→ **Task details**
Check every line of the data below for "into". Copy each one that has it.

→ **Supplied records**

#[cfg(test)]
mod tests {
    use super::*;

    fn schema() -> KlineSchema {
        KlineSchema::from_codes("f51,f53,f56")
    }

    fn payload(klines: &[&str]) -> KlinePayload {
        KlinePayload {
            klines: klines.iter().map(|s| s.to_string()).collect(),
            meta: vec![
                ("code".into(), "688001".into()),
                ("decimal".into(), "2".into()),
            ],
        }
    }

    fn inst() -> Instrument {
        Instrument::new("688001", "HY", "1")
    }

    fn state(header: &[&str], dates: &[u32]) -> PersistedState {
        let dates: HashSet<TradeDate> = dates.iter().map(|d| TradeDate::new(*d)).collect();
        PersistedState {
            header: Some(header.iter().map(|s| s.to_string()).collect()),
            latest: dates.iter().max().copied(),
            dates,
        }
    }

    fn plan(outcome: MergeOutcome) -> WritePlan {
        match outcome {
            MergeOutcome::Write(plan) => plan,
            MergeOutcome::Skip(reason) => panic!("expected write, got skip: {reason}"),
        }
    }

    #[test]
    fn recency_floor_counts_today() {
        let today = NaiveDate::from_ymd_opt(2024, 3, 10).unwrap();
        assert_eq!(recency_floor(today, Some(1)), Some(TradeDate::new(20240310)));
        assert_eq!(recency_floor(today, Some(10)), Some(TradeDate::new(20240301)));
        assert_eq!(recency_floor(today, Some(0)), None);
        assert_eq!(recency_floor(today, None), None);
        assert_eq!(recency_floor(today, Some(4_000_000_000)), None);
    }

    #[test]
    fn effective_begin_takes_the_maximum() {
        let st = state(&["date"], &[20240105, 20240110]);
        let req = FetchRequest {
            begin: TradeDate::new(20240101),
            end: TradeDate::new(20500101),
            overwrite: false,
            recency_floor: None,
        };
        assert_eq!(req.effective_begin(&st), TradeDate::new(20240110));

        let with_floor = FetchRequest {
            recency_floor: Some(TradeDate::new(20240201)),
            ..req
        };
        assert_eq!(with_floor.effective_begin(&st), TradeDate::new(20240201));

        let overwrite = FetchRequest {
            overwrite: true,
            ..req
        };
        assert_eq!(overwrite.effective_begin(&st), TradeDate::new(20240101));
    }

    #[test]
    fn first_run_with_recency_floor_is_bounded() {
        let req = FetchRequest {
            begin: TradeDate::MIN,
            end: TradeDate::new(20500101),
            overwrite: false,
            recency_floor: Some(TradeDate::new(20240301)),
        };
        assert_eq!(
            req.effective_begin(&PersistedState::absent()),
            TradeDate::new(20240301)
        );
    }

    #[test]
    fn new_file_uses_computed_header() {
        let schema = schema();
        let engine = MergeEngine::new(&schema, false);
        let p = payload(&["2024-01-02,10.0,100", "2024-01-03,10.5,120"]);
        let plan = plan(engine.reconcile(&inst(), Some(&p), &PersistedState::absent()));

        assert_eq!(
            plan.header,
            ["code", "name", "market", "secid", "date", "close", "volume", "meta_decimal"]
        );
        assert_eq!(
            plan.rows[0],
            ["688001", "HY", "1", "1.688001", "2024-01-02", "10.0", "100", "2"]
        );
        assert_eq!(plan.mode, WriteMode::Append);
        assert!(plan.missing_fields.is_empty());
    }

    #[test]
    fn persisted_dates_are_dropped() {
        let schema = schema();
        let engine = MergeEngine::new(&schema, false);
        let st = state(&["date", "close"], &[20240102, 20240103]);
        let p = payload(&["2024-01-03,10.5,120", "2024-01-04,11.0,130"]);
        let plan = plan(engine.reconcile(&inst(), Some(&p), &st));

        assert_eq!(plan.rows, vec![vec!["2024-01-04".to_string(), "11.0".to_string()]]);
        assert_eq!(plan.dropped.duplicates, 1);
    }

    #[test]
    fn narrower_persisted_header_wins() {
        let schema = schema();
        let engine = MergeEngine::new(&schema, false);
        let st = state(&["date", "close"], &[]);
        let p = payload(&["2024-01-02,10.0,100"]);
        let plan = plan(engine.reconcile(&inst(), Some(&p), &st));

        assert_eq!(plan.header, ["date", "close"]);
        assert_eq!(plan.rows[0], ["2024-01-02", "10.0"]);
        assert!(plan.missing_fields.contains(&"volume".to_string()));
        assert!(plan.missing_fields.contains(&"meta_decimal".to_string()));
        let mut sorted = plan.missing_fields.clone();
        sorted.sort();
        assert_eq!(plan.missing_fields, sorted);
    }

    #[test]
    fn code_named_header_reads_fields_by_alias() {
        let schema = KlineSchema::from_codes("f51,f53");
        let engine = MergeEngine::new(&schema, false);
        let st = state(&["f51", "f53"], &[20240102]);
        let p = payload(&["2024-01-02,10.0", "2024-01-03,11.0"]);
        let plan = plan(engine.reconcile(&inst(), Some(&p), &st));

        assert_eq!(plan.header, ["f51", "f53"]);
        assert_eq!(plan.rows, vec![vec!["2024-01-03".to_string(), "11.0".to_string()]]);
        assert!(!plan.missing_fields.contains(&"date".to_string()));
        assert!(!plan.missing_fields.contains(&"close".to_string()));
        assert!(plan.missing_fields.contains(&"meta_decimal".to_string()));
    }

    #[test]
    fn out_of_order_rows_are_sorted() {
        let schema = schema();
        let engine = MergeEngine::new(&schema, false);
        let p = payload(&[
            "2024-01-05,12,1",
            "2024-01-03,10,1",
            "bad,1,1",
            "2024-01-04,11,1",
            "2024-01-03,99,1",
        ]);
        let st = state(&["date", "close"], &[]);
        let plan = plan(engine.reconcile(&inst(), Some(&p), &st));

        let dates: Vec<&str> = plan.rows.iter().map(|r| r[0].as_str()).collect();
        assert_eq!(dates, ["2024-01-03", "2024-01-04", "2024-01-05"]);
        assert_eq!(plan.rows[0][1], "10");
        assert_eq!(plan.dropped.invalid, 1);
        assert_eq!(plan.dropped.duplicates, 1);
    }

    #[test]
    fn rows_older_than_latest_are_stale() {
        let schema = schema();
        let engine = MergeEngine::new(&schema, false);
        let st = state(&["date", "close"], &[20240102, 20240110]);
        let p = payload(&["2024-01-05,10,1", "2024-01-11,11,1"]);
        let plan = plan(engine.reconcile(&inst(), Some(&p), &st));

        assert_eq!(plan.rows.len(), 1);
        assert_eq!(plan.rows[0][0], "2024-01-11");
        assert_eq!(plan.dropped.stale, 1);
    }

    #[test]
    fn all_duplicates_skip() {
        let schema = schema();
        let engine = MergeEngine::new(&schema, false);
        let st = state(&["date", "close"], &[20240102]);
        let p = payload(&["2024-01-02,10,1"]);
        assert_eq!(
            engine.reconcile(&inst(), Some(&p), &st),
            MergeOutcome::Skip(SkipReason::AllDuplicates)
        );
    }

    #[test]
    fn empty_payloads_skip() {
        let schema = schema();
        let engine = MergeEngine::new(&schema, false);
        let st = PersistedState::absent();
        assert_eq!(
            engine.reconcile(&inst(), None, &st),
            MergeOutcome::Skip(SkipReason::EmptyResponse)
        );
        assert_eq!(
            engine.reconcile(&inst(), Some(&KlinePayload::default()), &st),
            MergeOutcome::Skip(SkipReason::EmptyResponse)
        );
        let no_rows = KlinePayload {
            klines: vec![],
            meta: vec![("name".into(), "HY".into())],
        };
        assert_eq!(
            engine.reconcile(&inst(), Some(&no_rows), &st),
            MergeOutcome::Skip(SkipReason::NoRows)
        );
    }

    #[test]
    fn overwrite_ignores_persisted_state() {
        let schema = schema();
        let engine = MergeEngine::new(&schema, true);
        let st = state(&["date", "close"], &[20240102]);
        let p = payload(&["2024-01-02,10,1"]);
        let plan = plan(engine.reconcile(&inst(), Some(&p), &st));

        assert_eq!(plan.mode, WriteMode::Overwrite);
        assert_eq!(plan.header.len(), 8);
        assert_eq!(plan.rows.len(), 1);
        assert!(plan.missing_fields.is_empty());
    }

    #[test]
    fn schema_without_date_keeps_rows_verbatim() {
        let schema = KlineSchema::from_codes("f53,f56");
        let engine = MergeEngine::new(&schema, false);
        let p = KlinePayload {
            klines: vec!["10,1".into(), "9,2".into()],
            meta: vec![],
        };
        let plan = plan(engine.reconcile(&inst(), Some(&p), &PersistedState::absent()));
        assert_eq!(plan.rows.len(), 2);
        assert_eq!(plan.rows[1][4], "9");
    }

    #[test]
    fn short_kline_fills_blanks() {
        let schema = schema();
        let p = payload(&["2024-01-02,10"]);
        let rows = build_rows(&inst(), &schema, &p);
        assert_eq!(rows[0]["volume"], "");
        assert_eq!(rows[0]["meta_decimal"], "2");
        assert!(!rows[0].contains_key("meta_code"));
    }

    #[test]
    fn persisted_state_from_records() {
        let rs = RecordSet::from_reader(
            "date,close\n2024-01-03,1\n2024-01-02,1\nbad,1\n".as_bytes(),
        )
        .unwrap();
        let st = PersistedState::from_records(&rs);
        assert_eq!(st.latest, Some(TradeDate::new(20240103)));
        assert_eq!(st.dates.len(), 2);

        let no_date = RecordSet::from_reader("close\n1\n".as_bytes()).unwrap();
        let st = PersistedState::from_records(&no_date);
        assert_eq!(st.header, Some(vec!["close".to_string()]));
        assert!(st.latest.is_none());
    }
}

→ **Solution for this exercise**
                ("code".into(), "688001".into()),
                ("decimal".into(), "2".into()),
            meta: vec![("name".into(), "HY".into())],
            klines: vec!["10,1".into(), "9,2".into()],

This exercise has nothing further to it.